Couldn't imagine anything worse than deads on a Monday after drinking at the weekend lol

If it's not often then don't worry about it, if it is then just try to not get so messy... it can be done lol


----------



## jimmy26 (Apr 1, 2009)

One of the reasons I stopped ... 2 and a half years a go


----------



## Deppo (Sep 22, 2014)

Bizarrely, my post-session workouts used to be a piece of p1ss. I think I was driven by self-loathing and wanting to get back on track. Knocked drinking on the head just over a year ago. I can't do moderate drinking and it's not a good look with a young'un about now. Can't say I've noticed a huge difference physically to be honest.


----------



## Kristina (Apr 12, 2014)

All I'll say is that even moderate amounts of alcohol can affect your performance up to 48 hours later, and other things like hydration will also play a part... but really it just depends on your priorities and goals. If your training is of big importance then you'll just either make sacrifices or time your training accordingly.

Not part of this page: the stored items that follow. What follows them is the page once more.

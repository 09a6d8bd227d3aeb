//! Toolbox CLI - categorized tool launcher catalog
//!
//! This file contains only CLI dispatch logic. All command implementations
//! are in the `commands/` module.

use anyhow::{Context, Result};
use clap::{CommandFactory, Parser};
use clap_complete::generate;

use toolbox::{
    AssetDirs,
    Catalog,
    CategoryCommands,
    Cli,
    Commands,
    ConfigCommands,
    ImageCommands,
    NewTool,
    ToolEdit,
    ToolboxConfig,
    // Usage commands
    cmd_background,
    // Category commands
    cmd_category_add,
    cmd_category_list,
    cmd_category_remove,
    cmd_common,
    // Config commands
    cmd_config_path,
    cmd_config_show,
    cmd_fav,
    cmd_favorites,
    // Image commands
    cmd_images_import,
    cmd_images_list,
    cmd_images_remove,
    // Tool commands
    cmd_add,
    cmd_edit,
    cmd_list,
    cmd_remove,
    cmd_search,
    cmd_show,
    cmd_subcategory_add,
    cmd_subcategory_remove,
    cmd_used,
    logging,
};

fn main() -> Result<()> {
    let cli = Cli::parse();
    let mut config = ToolboxConfig::load()?;

    // Logging is best effort; a broken RUST_LOG should not stop the command
    if let Err(e) = logging::init(logging::level_for(&config.log.level, cli.verbose)) {
        eprintln!("warning: logging disabled: {e}");
    }

    if let Some(dir) = cli.data_dir {
        config.data_dir = Some(dir);
    }
    let data_dir = config.data_dir()?;

    // Only commands that touch the catalog open it
    let open_catalog = || {
        Catalog::open(&data_dir)
            .with_context(|| format!("Failed to open catalog in {}", data_dir.display()))
    };
    let assets = || -> Result<AssetDirs> { AssetDirs::open(config.icons_dir()?, config.images_dir()?) };

    match cli.command {
        // ============================================
        // TOOL COMMANDS
        // ============================================
        Commands::Add {
            name,
            path,
            description,
            category,
            sub,
            tags,
            icon,
            arguments,
            workdir,
            terminal,
            web,
        } => cmd_add(
            &open_catalog()?,
            NewTool {
                name,
                path,
                description,
                category,
                sub,
                tags,
                icon,
                arguments,
                workdir,
                terminal,
                web,
            },
        ),

        Commands::List {
            category,
            sub,
            format,
        } => cmd_list(&open_catalog()?, category, sub, &format),
        Commands::Show { id } => cmd_show(&open_catalog()?, id),
        Commands::Edit {
            id,
            name,
            path,
            description,
            category,
            sub,
            tags,
            icon,
        } => cmd_edit(
            &open_catalog()?,
            id,
            ToolEdit {
                name,
                path,
                description,
                category,
                sub,
                tags,
                icon,
            },
        ),
        Commands::Remove { id, force } => cmd_remove(&open_catalog()?, id, force),
        Commands::Search { query } => cmd_search(&open_catalog()?, &config.search, &query),

        // ============================================
        // USAGE COMMANDS
        // ============================================
        Commands::Fav { id } => cmd_fav(&open_catalog()?, id),
        Commands::Favorites => cmd_favorites(&open_catalog()?),
        Commands::Common { limit } => {
            cmd_common(&open_catalog()?, limit.unwrap_or(config.display.common_limit))
        }
        Commands::Used { id } => cmd_used(&open_catalog()?, id),
        Commands::Background { id, image } => {
            cmd_background(&open_catalog()?, &assets()?, id, image)
        }

        // ============================================
        // CATEGORY COMMANDS
        // ============================================
        Commands::Category(command) => match command {
            CategoryCommands::List => cmd_category_list(&open_catalog()?),
            CategoryCommands::Add {
                name,
                icon,
                priority,
            } => cmd_category_add(&open_catalog()?, name, icon, priority),
            CategoryCommands::AddSub {
                parent,
                name,
                priority,
            } => cmd_subcategory_add(&open_catalog()?, parent, name, priority),
            CategoryCommands::Remove { id, force } => {
                cmd_category_remove(&open_catalog()?, id, force)
            }
            CategoryCommands::RemoveSub { id, force } => {
                cmd_subcategory_remove(&open_catalog()?, id, force)
            }
        },

        // ============================================
        // IMAGE COMMANDS
        // ============================================
        Commands::Images(command) => {
            let assets = assets()?;
            match command {
                ImageCommands::List => cmd_images_list(&open_catalog()?, &assets),
                ImageCommands::Import { file, name } => {
                    cmd_images_import(&assets, &file, name.as_deref())
                }
                ImageCommands::Remove { name } => {
                    cmd_images_remove(&open_catalog()?, &assets, &name)
                }
            }
        }

        // ============================================
        // CONFIG AND COMPLETIONS
        // ============================================
        Commands::Config(ConfigCommands::Path) => cmd_config_path(),
        Commands::Config(ConfigCommands::Show) => cmd_config_show(&config, &data_dir),
        Commands::Completions { shell } => {
            let mut cmd = Cli::command();
            let name = cmd.get_name().to_string();
            generate(shell, &mut cmd, name, &mut std::io::stdout());
            Ok(())
        }
    }
}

Nothing wrong with alcohol if you're not overly fussed about your training; some people prefer more of that balance in work and play; it's not a bad thing if you just want to enjoy yourself and don't necessarily need to be military with everything.


----------



## SwAn1 (Jun 4, 2012)

Doesn't matter I went from 11 stone to 17 stone taking coke 3 times per week and drinking 100 units plus per week, week in week out. I'm not a bodybuilder but you can make gains easy enough whilst still drinking just eat properly do cardio and train hard, if you can't do that whilst driking then dont drink


----------



## Abc987 (Sep 26, 2013)

Of course going out and getting smashed will effect your training but not drinking with pals would effect most peoples social life. I for one couldn't go down the pub with my mates and stay sober everytime whilst they all get drunk.

If your training for something specific like competing etc then cut drink out for a while but I know myself I couldn't cut it out my life completely. I might end up with a great body but I'd be miserable with it. As Kristina said you have to find the right balance


----------



## sciatic (May 24, 2014)

I zoned into this post straight away. I won't bore the crap out of the members, but I do have a drink issue and for too long. I'm 48 and I still train with great intensity, I'm still gaining and my weights are still on the up. I eat very clean and take my diet and training very seriously (believe it or not). I was a heavy Rum drinker, but now just on sparkly white wine. I down 1 to 2 bottles per night. I work, function and train and I honestly do not know how I can at times? Now, come October I've opted for the 'Sober October'. My wife does not think I can do it, so we've had a bet of £10 lol...I'm going off topic here..Sorry! To answer to OP's question - It depends how tolerant and conditioned you have become. I would say that the weekend binge drinker suffers a lot more re recovery for the gym than the likes of me... who, drinks every evening. I really want to stop, It would be one of the biggest achievements of my life if I could go full time sober!


----------



## timbear84 (May 19, 2013)

sciatic said:


> I zoned into this post straight away. I won't bore the crap out of the members, but I do have a drink issue and for too long. I'm 48 and I still train with great intensity, I'm still gaining and my weights are still on the up. I eat very clean and take my diet and training very seriously (believe it or not). I was a heavy Rum drinker, but now just on sparkly white wine. I down 1 to 2 bottles per night. I work, function and train and I honestly do not know how I can at times? Now, come October I've opted for the 'Sober October'. My wife does not think I can do it, so we've had a bet of £10 lol...I'm going off topic here..Sorry! To answer to OP's question - It depends how tolerant and conditioned you have become. I would say that the weekend binge drinker suffers a lot more re recovery for the gym than the likes of me... who, drinks every evening. I really want to stop, It would be one of the biggest achievements of my life if I could go full time sober!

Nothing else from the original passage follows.